Le manque d’aides soignantes est une réalité. Un budget insuffi­sant ne permet pas l’embauche de personnels supplémentaires. Nous sommes loin du personnel indispensable pour accorder du temps pour les repas, faire leur toilette, les faire marcher, etc.

Les conditions du personnel d’aide à domicile, insuffisamment rémunéré, et sans avoir une qualification suffisante est une autre réalité. Ces personnes ne peuvent pas être motivées. Les contestations sont d’abord, un temps partiel trop court au domicile de chaque client, elles passent trop de temps en déplacements non rémunérés, et en plus des salaires peu élevés.
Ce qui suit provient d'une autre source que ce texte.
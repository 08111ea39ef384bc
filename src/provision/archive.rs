use std::fs;
use std::path::{Path, PathBuf};
use walkdir::WalkDir;
use zip::ZipArchive;

use crate::error::ProvisionError;

pub const EXE_SUFFIX: &str = std::env::consts::EXE_SUFFIX;

pub fn ffmpeg_file_name() -> String {
    format!("ffmpeg{}", EXE_SUFFIX)
}

pub fn ffprobe_file_name() -> String {
    format!("ffprobe{}", EXE_SUFFIX)
}

/// Unpack a zip archive into `destination`.
pub fn extract_zip(archive_path: &Path, destination: &Path) -> Result<(), ProvisionError> {
    let file = fs::File::open(archive_path)
        .map_err(|e| ProvisionError::io(format!("Failed to open {:?}", archive_path), e))?;
    let mut archive =
        ZipArchive::new(file).map_err(|e| ProvisionError::Extract(e.to_string()))?;

    fs::create_dir_all(destination)
        .map_err(|e| ProvisionError::io(format!("Failed to create {:?}", destination), e))?;
    archive
        .extract(destination)
        .map_err(|e| ProvisionError::Extract(e.to_string()))
}

/// Directory inside an extracted release that holds the executables: the
/// `bin/` of the first `ffmpeg*` directory, or the extraction root.
pub fn locate_binaries(extracted: &Path) -> Option<PathBuf> {
    let release_dir = WalkDir::new(extracted)
        .min_depth(1)
        .max_depth(1)
        .sort_by_file_name()
        .into_iter()
        .filter_map(Result::ok)
        .find(|entry| {
            entry.file_type().is_dir() && entry.file_name().to_string_lossy().starts_with("ffmpeg")
        })
        .map(|entry| entry.into_path());

    let candidates = release_dir
        .iter()
        .flat_map(|dir| [dir.join("bin"), dir.clone()])
        .chain(std::iter::once(extracted.to_path_buf()));

    let ffmpeg = ffmpeg_file_name();
    candidates
        .into_iter()
        .find(|dir| dir.join(&ffmpeg).is_file())
}

/// Move `name` from `from` into `to`, replacing a stale copy. Returns false
/// when the source does not exist.
pub fn install_binary(from: &Path, to: &Path, name: &str) -> Result<bool, ProvisionError> {
    let src = from.join(name);
    if !src.is_file() {
        return Ok(false);
    }

    let dst = to.join(name);
    if dst.exists() {
        fs::remove_file(&dst)
            .map_err(|e| ProvisionError::io(format!("Failed to replace {:?}", dst), e))?;
    }
    fs::rename(&src, &dst)
        .map_err(|e| ProvisionError::io(format!("Failed to move {:?}", src), e))?;

    #[cfg(unix)]
    {
        use std::os::unix::fs::PermissionsExt;
        fs::set_permissions(&dst, fs::Permissions::from_mode(0o755))
            .map_err(|e| ProvisionError::io(format!("Failed to mark {:?} executable", dst), e))?;
    }

    Ok(true)
}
L’Assemblée nationale a bien voté un budget cet été, de 300 millions d’euros, pour accompagner la perte d’autonomie, mais finalement, il y a toujours des besoins plus urgents, dans les hôpitaux, les urgences, etc.
Le budget annuel de la Sécurité sociale est insuffisant. La question de la création d’une 5ème branche de la Sécurité sociale gérée par la Caisse Nationale de Solidarité Autonomie (CNSA) est posée régulièrement, sans succès. Il a même été dit, devant les députés : « Nous voulons poser les fondations d’une loi grand-âge autonomie ambitieuse, pour inscrire la longévité dans la durée et un meilleur service aux personnes âgées». Je ne doute pas de la sincérité de nos élus dans leur vote, mais cela n’aboutit jamais. La dette de relance écono­mique de notre société est tellement gigantesque que les seniors passeront après, une fois de plus.

Cependant, il ne faut pas voir tout négatif, essayons de rester positif malgré nos tracas quotidiens. Gardons cette capacité à prendre la vie du bon côté, malgré la crise sanitaire en 2020, dans laquelle les seniors ont été les plus touchés par ce COVID 19.

j’ai lu dans une revue qu’il fallait conserver notre curiosité d’enfant à tout âge. Cet article donnait un exemple : trouvez des phrases commençant par « C’est bien ». Vous écrivez, c’est un bel exercice, et vous verrez qu’il y a beaucoup plus à dire sur ce terme que celui de« C’est nul» et les mots positifs apportent un réel réconfort.
Restons solidaires, les réunions UNIRC sont faites pour nous distraire et conserver notre convivialité ; j’espère que nous allons pouvoir les relancer rapidement, sans crainte.

P.G.

Nos réunions UNIRC sont faites pour nous distraire et conserver notre convivialité : espérons que nous pourrons les relancer rapidement.